Several hundred people, mostly students, turned out February 24 to hear local and national journalists discuss how the media has evolved and its influence on the political process, from 24-hour news cycles to blogs to YouTube. The forum was part of the Howard Gotlieb Archival Research Center’s yearlong Ready To Vote program.
Moderated by John Carroll, an assistant professor of communication at the College of Communication, the panel included, as well as Saunders, Jonathan Alter of Newsweek and CNN; Tom Ashbrook, host of WBUR’s On Point; David S. Bernstein of the Boston Phoenix; Ida Lewis (CGS’54, COM’56) of Encore: American, and Worldwide News; Renee Loth (COM’74) of the Boston Globe; and Ernie Suggs of the Atlanta Journal-Constitution.
“Does anyone feel you’re competing with Jon Stewart or Stephen Colbert?” Carroll asked the panelists.
“I feel like we’re all competing with Jon Stewart,” said Ashbrook. “Jon Stewart is not just making jokes. He’s making points, often quite strong and insightful points. In a way, he’s setting the bar, and if our stories or columns or conversations are not as challenging or insightful in a more direct way than he is through his vehicle of humor, then we’re not clearing that bar.”
Bernstein added that comedians like Stewart, Colbert, and Jay Leno elevate issues from the “echo chamber,” where journalists and political junkies prowl, to the mainstream. He noted that his piece debunking Mitt Romney’s claim that his father marched with Martin Luther King, Jr., broke during the recent writers’ strike. He speculated that it didn’t get picked up on the public radar because it never served as joke fodder.
Loth, the editorial page editor of the Boston Globe, raised the YouTube phenomenon, from the video debates that threw candidates off-balance with quirky voter questions to viral clips, such as the infamous “Macaca” video that snuffed out the presidential hopes of republican George Allen. The senator from Virginia was captured on film referring to an Indian man from the opposition as “macaca,” an ethnic slur.

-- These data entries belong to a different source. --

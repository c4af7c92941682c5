//! # Rambam Sky Core Library
//!
//! Sun and Moon positions according to the geocentric model of Rambam's
//! Hilchot Kiddush HaChodesh, the model used to reason about when a new
//! crescent can first be seen and a new month declared.
//!
//! ## Design Philosophy
//!
//! ### One formula set
//! Every consumer (the table, the diagram, pointer hit-testing) reads the same
//! [`AstronomicalSnapshot`]. There is exactly one place that computes a
//! longitude, so the numbers shown beside the diagram can never drift from the
//! diagram itself.
//!
//! ### Pure and stateless
//! [`compute_snapshot`] is a pure function of the whole number of days since
//! the epoch (1177-04-03). Constants are an immutable
//! [`AstronomicalConstants`] value, built once and passed in by reference.
//! Nothing is cached between calls.
//!
//! ### Degrees everywhere
//! All angles are `f64` degrees. Longitudes are folded into `[0, 360)` with
//! [`angle::normalize_degrees`]; the equation of center comes from
//! [`table::MaslulCorrectionTable`] by linear interpolation.
//!
//! ## Data Flow
//! 1. **Day count**: `floor((date - epoch) / 1 day)`
//! 2. **Sun**: mean longitude → apogee → maslul → correction → true longitude
//! 3. **Moon**: mean longitude and maslul → correction → true longitude →
//!    latitude, elongation, visibility, phase, illumination
//! 4. **Season**: position within a 365¼-day year
//!
//! # Example
//! ```
//! use chrono::{TimeZone, Utc};
//! use rambam_sky::{compute_snapshot, MoonPhase};
//!
//! let date = Utc.with_ymd_and_hms(1177, 4, 3, 0, 0, 0).unwrap();
//! let snapshot = compute_snapshot(date);
//!
//! assert_eq!(snapshot.sun.mean_longitude, 0.0);
//! assert_eq!(snapshot.moon.phase, MoonPhase::WaxingCrescent);
//! ```

pub mod angle;
pub mod config;
pub mod engine;
pub mod galgalim;
pub mod lunar;
pub mod renderer;
pub mod season;
pub mod table;
pub mod zodiac;


pub use angle::{normalize_degrees, Dms};
pub use config::{AstronomicalConstants, ConfigError};
pub use engine::{
    compute_snapshot, compute_snapshot_with, days_from_base, rambam_constants, AstronomicalSnapshot,
    MoonPosition, PositionEngine, SunPosition,
};
pub use lunar::MoonPhase;
pub use season::{Season, SeasonInfo};
pub use table::{CorrectionPoint, MaslulCorrectionTable};
pub use zodiac::Constellation;
/// Connection lifecycle as seen by the socket.
#[derive(Debug, Clone, Copy, PartialEq, Eq)]
pub enum SocketState {
    /// Constructed, not started.
    Idle,
    /// A transport open was requested.
    Connecting,
    /// The transport reported the handshake complete.
    Open,
    /// The peer started a close handshake.
    Closing,
    /// The connection closed; a reconnect may be pending.
    Closed,
    /// The connection failed; a reconnect may be pending.
    Failed,
    /// Reconnection disabled by the caller.
    Paused,
    /// Terminal.
    Stopped,
}

/// Caller configuration. Read when a connection opens, never mid-callback.
struct Options {
    url: Option<String>,
    headers: HashMap<String, String>,
    initial_messages: Vec<String>,
    periodic_messages: Vec<String>,
    period: Duration,
    delay_min: u64,
    delay_max: u64,
    ping_interval: Option<Duration>,
    handlers: HashMap<SocketEvent, EventHandler>,
    text_consumer: Option<TextConsumer>,
    binary_consumer: Option<BinaryConsumer>,
    reconnected: Option<ReconnectedHook>,
    listener: Option<Arc<dyn TransportEvents>>,
}

impl Default for Options {
    fn default() -> Self {
        Self {
            url: None,
            headers: HashMap::new(),
            initial_messages: Vec::new(),
            periodic_messages: Vec::new(),
            period: Duration::ZERO,
            delay_min: DEFAULT_DELAY_MIN_SEC,
            delay_max: DEFAULT_DELAY_MAX_SEC,
            ping_interval: Some(DEFAULT_PING_INTERVAL),
            handlers: HashMap::new(),
            text_consumer: None,
            binary_consumer: None,
            reconnected: None,
            listener: None,
        }
    }
}

/// Connection bookkeeping shared by the transport lane and the scheduler lane.
struct Shared {
    state: SocketState,
    reconnect_enabled: bool,
    /// Sequence number of the latest open request. Events tagged with an older
    /// number come from a superseded connection.
    attempt: u64,
    /// Handle returned for the latest open request (may still be connecting).
    latest: Option<ConnectionHandle>,
    /// Last connection that reported open.
    current: Option<ConnectionHandle>,
    request: Option<ConnectRequest>,
    periodic_timer: Option<TimerHandle>,
    reconnect_timer: Option<TimerHandle>,
    transport: Option<Arc<dyn Transport>>,
    scheduler: Option<Arc<dyn Scheduler>>,
}

impl Shared {
    fn take_timers(&mut self) -> [Option<TimerHandle>; 2] {
        [self.periodic_timer.take(), self.reconnect_timer.take()]
    }
}

fn cancel_all(timers: [Option<TimerHandle>; 2]) {
    for timer in timers.into_iter().flatten() {
        timer.cancel();
    }
}

struct Inner {
    options: Mutex<Options>,
    shared: Mutex<Shared>,
}

/// A WebSocket client that reconnects by itself.
///
/// Configure with the builder methods, then call [`start`](Self::start).
/// Dropping the socket stops it.
///
/// ```ignore
/// let socket = ReconnectingSocket::new("wss://example.com/ws")
///     .autosend("subscribe:A")
///     .periodic(["ping"], Duration::from_secs(5))
///     .reconnect_delay(1, 10)
///     .on_text(|_conn, text| println!("{text}"))
///     .on(SocketEvent::Reconnect, |_conn, info| println!("{info}"));
/// socket.start()?;
/// ```
pub struct ReconnectingSocket {
    inner: Arc<Inner>,
}

impl Default for ReconnectingSocket {
    fn default() -> Self {
        Self {
            inner: Arc::new(Inner {
                options: Mutex::new(Options::default()),
                shared: Mutex::new(Shared {
                    state: SocketState::Idle,
                    reconnect_enabled: true,
                    attempt: 0,
                    latest: None,
                    current: None,
                    request: None,
                    periodic_timer: None,
                    reconnect_timer: None,
                    transport: None,
                    scheduler: None,
                }),
            }),
        }
    }
}
//! Single-lane timer facility used for reconnect delays and periodic sends.
//!
//! A [`Scheduler`] runs deferred and repeating tasks one at a time: no two
//! tasks of the same scheduler ever execute concurrently. Every scheduled task
//! is paired with a [`TimerHandle`] whose `cancel()` is idempotent and safe
//! after the timer already fired.

pub mod lane;
pub mod manual;

use std::sync::Arc;
use std::sync::atomic::{AtomicBool, Ordering};
use std::time::Duration;

use tokio::sync::Notify;

pub use lane::TokioScheduler;
pub use manual::ManualScheduler;

/// A task that runs once.
pub type Task = Box<dyn FnOnce() + Send>;

/// A task that runs on every tick of a repeating timer.
pub type RepeatingTask = Arc<dyn Fn() + Send + Sync>;

#[derive(Debug, Default)]
struct TimerState {
    cancelled: AtomicBool,
    notify: Notify,
}

/// Cancellation handle for a scheduled task.
#[derive(Debug, Clone, Default)]
pub struct TimerHandle {
    state: Arc<TimerState>,
}

impl TimerHandle {
    pub fn new() -> Self {
        Self::default()
    }

    /// A handle that is already cancelled (returned after shutdown).
    pub fn cancelled() -> Self {
        let handle = Self::new();
        handle.cancel();
        handle
    }

    /// Cancel the timer. Cancelling twice, or after the task ran, is a no-op.
    pub fn cancel(&self) {
        if !self.state.cancelled.swap(true, Ordering::AcqRel) {
            // notify_one stores a permit, so a waiter that arrives late still wakes.
            self.state.notify.notify_one();
        }
    }

    pub fn is_cancelled(&self) -> bool {
        self.state.cancelled.load(Ordering::Acquire)
    }

    /// Resolves once [`cancel`](Self::cancel) has been called.
    pub async fn wait_cancelled(&self) {
        if self.is_cancelled() {
            return;
        }
        self.state.notify.notified().await;
    }
}

/// Deferred and periodic task execution on one background lane.
///
/// Implementations must not run a task inline from `schedule_*`; callers may
/// hold locks while scheduling.
pub trait Scheduler: Send + Sync {
    /// Run `task` once after `delay`.
    fn schedule_once(&self, delay: Duration, task: Task) -> TimerHandle;

    /// Run `task` every `period`, first run one `period` from now.
    ///
    /// A zero `period` is refused with an already-cancelled handle.
    fn schedule_repeating(&self, period: Duration, task: RepeatingTask) -> TimerHandle;

    /// Cancel every pending and periodic timer and refuse new ones.
    fn shutdown(&self);
}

“Traditional journalists never anticipated the power of YouTube,” Loth said. “I think the Republican Party would have had George Allen as their candidate for president if it had not been for that YouTube clip, which not only destroyed his presidential campaign, but his political career.”
One audience member asked whether the changes in the media were akin to Darwinism. Ashbrook agreed, suggesting that bloggers, with their dynamic, off-the-leash approach, had already infected mainstream media. He wondered whether in years past the New York Times would have published an article such as last week’s front-page story suggesting an improper relationship between Republican presidential candidate John McCain and a female lobbyist, a piece that media-watchers criticized as weakly sourced.

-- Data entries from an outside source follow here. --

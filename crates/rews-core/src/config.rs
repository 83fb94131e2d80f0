//! Configuration parsing for the reconnecting socket.
//!
//! Settings come from a single JSON file with a logging block and one
//! `socket` block describing the endpoint, auto-send messages and reconnect
//! bounds.
//!
//! # Example config
//!
//! ```json
//! {
//!   "logging": { "module_name": "rews", "log_path": "/tmp/log", "level": "info", "json": false },
//!   "socket": {
//!     "url": "wss://example.com/ws",
//!     "autosend": ["subscribe:A"],
//!     "periodic": { "messages": ["ping"], "interval_sec": 5 },
//!     "reconnect": { "enabled": true, "delay_min_sec": 1, "delay_max_sec": 10 }
//!   }
//! }
//! ```

use std::collections::HashMap;
use std::time::Duration;

use serde::Deserialize;

use crate::error::RewsError;
use crate::logging::LogSettings;

/// Default lower reconnect delay bound, in seconds.
pub const DEFAULT_DELAY_MIN_SEC: u64 = 1;

/// Default upper reconnect delay bound, in seconds.
pub const DEFAULT_DELAY_MAX_SEC: u64 = 10;

/// Top-level application config, deserialized from a JSON file.
#[derive(Debug, Clone, Deserialize)]
pub struct AppConfig {
    /// Logging metadata (name, path, level).
    #[serde(default)]
    pub logging: Option<LoggingConfig>,

    /// The socket to run.
    pub socket: SocketConfig,
}

/// Logging block.
#[derive(Debug, Clone, Default, Deserialize)]
pub struct LoggingConfig {
    pub module_name: Option<String>,
    pub log_path: Option<String>,
    pub level: Option<String>,
    /// Write log files as JSON lines.
    #[serde(default)]
    pub json: bool,
}

/// One reconnecting socket.
#[derive(Debug, Clone, Deserialize)]
pub struct SocketConfig {
    /// Full WebSocket URL (`ws://` or `wss://`).
    pub url: String,

    /// Extra HTTP headers for the handshake (e.g. API key).
    #[serde(default)]
    pub extra_headers: HashMap<String, String>,

    /// Messages sent once after every successful connection.
    #[serde(default)]
    pub autosend: Vec<String>,

    /// Messages re-sent on a fixed interval while connected.
    pub periodic: Option<PeriodicConfig>,

    /// Reconnect policy.
    #[serde(default)]
    pub reconnect: ReconnectConfig,

    /// Transport keep-alive ping interval in seconds (default 30, 0 disables).
    pub ping_interval_sec: Option<u64>,
}

/// Periodic auto-send block.
#[derive(Debug, Clone, Deserialize)]
pub struct PeriodicConfig {
    pub messages: Vec<String>,
    pub interval_sec: u64,
}

/// Reconnect bounds and switch.
#[derive(Debug, Clone, Deserialize)]
pub struct ReconnectConfig {
    #[serde(default = "default_true")]
    pub enabled: bool,
    #[serde(default = "default_delay_min")]
    pub delay_min_sec: u64,
    #[serde(default = "default_delay_max")]
    pub delay_max_sec: u64,
}

impl Default for ReconnectConfig {
    fn default() -> Self {
        Self {
            enabled: true,
            delay_min_sec: DEFAULT_DELAY_MIN_SEC,
            delay_max_sec: DEFAULT_DELAY_MAX_SEC,
        }
    }
}

fn default_true() -> bool {
    true
}

fn default_delay_min() -> u64 {
    DEFAULT_DELAY_MIN_SEC
}

fn default_delay_max() -> u64 {
    DEFAULT_DELAY_MAX_SEC
}

impl SocketConfig {
    /// Check the URL scheme, delay bounds and periodic interval.
    pub fn validate(&self) -> Result<(), RewsError> {
        validate_url(&self.url)?;
        validate_delay_range(self.reconnect.delay_min_sec, self.reconnect.delay_max_sec)?;
        if let Some(periodic) = &self.periodic {
            if !periodic.messages.is_empty() && periodic.interval_sec == 0 {
                return Err(RewsError::Config("periodic interval_sec must be > 0".into()));
            }
        }
        Ok(())
    }

    /// Keep-alive ping interval for the default transport. `None` disables pings.
    pub fn ping_interval(&self) -> Option<Duration> {
        match self.ping_interval_sec {
            Some(0) => None,
            Some(sec) => Some(Duration::from_secs(sec)),
            None => Some(crate::ws::tungstenite::DEFAULT_PING_INTERVAL),
        }
    }
}

impl AppConfig {
    /// Module name used as log file prefix.
    pub fn module_name(&self) -> String {
        self.logging.as_ref().and_then(|l| l.module_name.clone()).unwrap_or_else(|| "rews".to_string())
    }

    /// Returns the log path.
    pub fn log_path(&self) -> Option<String> {
        self.logging.as_ref().and_then(|l| l.log_path.clone())
    }

    /// Log level from the config file, if any.
    pub fn log_level(&self) -> Option<String> {
        self.logging.as_ref().and_then(|l| l.level.clone())
    }

    /// Logging settings from the file, with CLI overrides for level and dir.
    pub fn log_settings(&self, level: Option<String>, dir: Option<String>) -> LogSettings {
        LogSettings {
            level: level.or_else(|| self.log_level()).unwrap_or_else(|| "info".to_string()),
            dir: dir.or_else(|| self.log_path()),
            module_name: self.module_name(),
            json: self.logging.as_ref().is_some_and(|l| l.json),
        }
    }
}

/// Require a parseable `ws://` or `wss://` URL.
pub fn validate_url(raw: &str) -> Result<(), RewsError> {
    let parsed = url::Url::parse(raw).map_err(|e| RewsError::Config(format!("invalid url {raw:?}: {e}")))?;
    match parsed.scheme() {
        "ws" | "wss" => Ok(()),
        other => Err(RewsError::Config(format!("unsupported url scheme {other:?}, expected ws or wss"))),
    }
}

/// Require `min <= max` for the reconnect delay bounds.
pub fn validate_delay_range(min: u64, max: u64) -> Result<(), RewsError> {
    if min > max {
        return Err(RewsError::Config(format!("reconnect delay min ({min}) > max ({max})")));
    }
    Ok(())
}

/// Load and parse a JSON config file.
pub fn load_config(path: &std::path::Path) -> anyhow::Result<AppConfig> {
    let content = std::fs::read_to_string(path)?;
    let config: AppConfig = serde_json::from_str(&content)?;
    config.socket.validate()?;
    Ok(config)
}

#[cfg(test)]
mod tests {
    use super::*;

    const FULL: &str = r#"{
        "logging": { "module_name": "feed", "log_path": "/tmp/log", "level": "debug" },
        "socket": {
            "url": "wss://example.com/ws",
            "extra_headers": { "X-Key": "abc" },
            "autosend": ["subscribe:A", "subscribe:B"],
            "periodic": { "messages": ["ping"], "interval_sec": 5 },
            "reconnect": { "enabled": false, "delay_min_sec": 2, "delay_max_sec": 4 },
            "ping_interval_sec": 0
        }
    }"#;

    #[test]
    fn parses_full_config() {
        let cfg: AppConfig = serde_json::from_str(FULL).unwrap();
        cfg.socket.validate().unwrap();
        assert_eq!(cfg.module_name(), "feed");
        assert_eq!(cfg.log_level().as_deref(), Some("debug"));
        assert_eq!(cfg.socket.autosend, vec!["subscribe:A", "subscribe:B"]);
        assert_eq!(cfg.socket.extra_headers.get("X-Key").map(String::as_str), Some("abc"));
        assert!(!cfg.socket.reconnect.enabled);
        assert_eq!(cfg.socket.reconnect.delay_min_sec, 2);
        assert_eq!(cfg.socket.ping_interval(), None);

        let log = cfg.log_settings(Some("warn".into()), None);
        assert_eq!(log.level, "warn");
        assert_eq!(log.dir.as_deref(), Some("/tmp/log"));
        assert!(!log.json);
    }

    #[test]
    fn minimal_config_uses_defaults() {
        let cfg: AppConfig = serde_json::from_str(r#"{ "socket": { "url": "ws://localhost:9000" } }"#).unwrap();
        cfg.socket.validate().unwrap();
        assert_eq!(cfg.module_name(), "rews");
        assert!(cfg.log_path().is_none());
        assert_eq!(cfg.log_settings(None, None).level, "info");
        assert!(cfg.socket.reconnect.enabled);
        assert_eq!(cfg.socket.reconnect.delay_min_sec, DEFAULT_DELAY_MIN_SEC);
        assert_eq!(cfg.socket.reconnect.delay_max_sec, DEFAULT_DELAY_MAX_SEC);
        assert_eq!(cfg.socket.ping_interval(), Some(Duration::from_secs(30)));
    }

    #[test]
    fn rejects_bad_values() {
        assert!(validate_url("http://example.com").is_err());
        assert!(validate_url("not a url").is_err());
        assert!(validate_delay_range(5, 1).is_err());
        assert!(validate_delay_range(0, 0).is_ok());

        let cfg: AppConfig = serde_json::from_str(
            r#"{ "socket": { "url": "ws://h", "periodic": { "messages": ["p"], "interval_sec": 0 } } }"#,
        )
        .unwrap();
        assert!(matches!(cfg.socket.validate(), Err(RewsError::Config(_))));
    }
}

“They didn’t quite have the whole picture in the traditional way, not the way Ben Bradlee would have had it in All The President’s Men,” Ashbrook said, “and they went with it anyway, because they kind of had the gist of it. They had the story in a bloggy way.”
Saunders said the proliferation of online sources also has a dark side for an informed citizenry.
“It’s Darwinian in that it’s the survival of the cheapest,” she said. “We’re coming into designer media. You can choose only to get the news that you want to hear. You never have to be bothered by the other side.”
Alter echoed her concerns. “Talk is cheap. Reporting is expensive. It costs a tremendous amount of money to have a bureau in Baghdad. But it doesn’t cost any money to sit at home in your pajamas whaling on somebody.”
All agreed, however, that the media is in the midst of a revolution.
“We’re running as fast as we can to catch up, to understand [new media], to harness it in a way that takes advantage of the excitement and immediacy,” Loth said, “but that also brings the responsible editorial professionalism that all of us represent and despair of a little bit not being in this new media.”
Other audience questions included whether Barack Obama was receiving kinder media treatment than Hillary Clinton, if celebrity endorsements make a difference, and why the groundbreaking nature of the election seemed mostly focused on Obama.
“If Hillary were winning at the moment,” Loth said, “we’d all be talking about how it’s a historic election because a woman might become president.”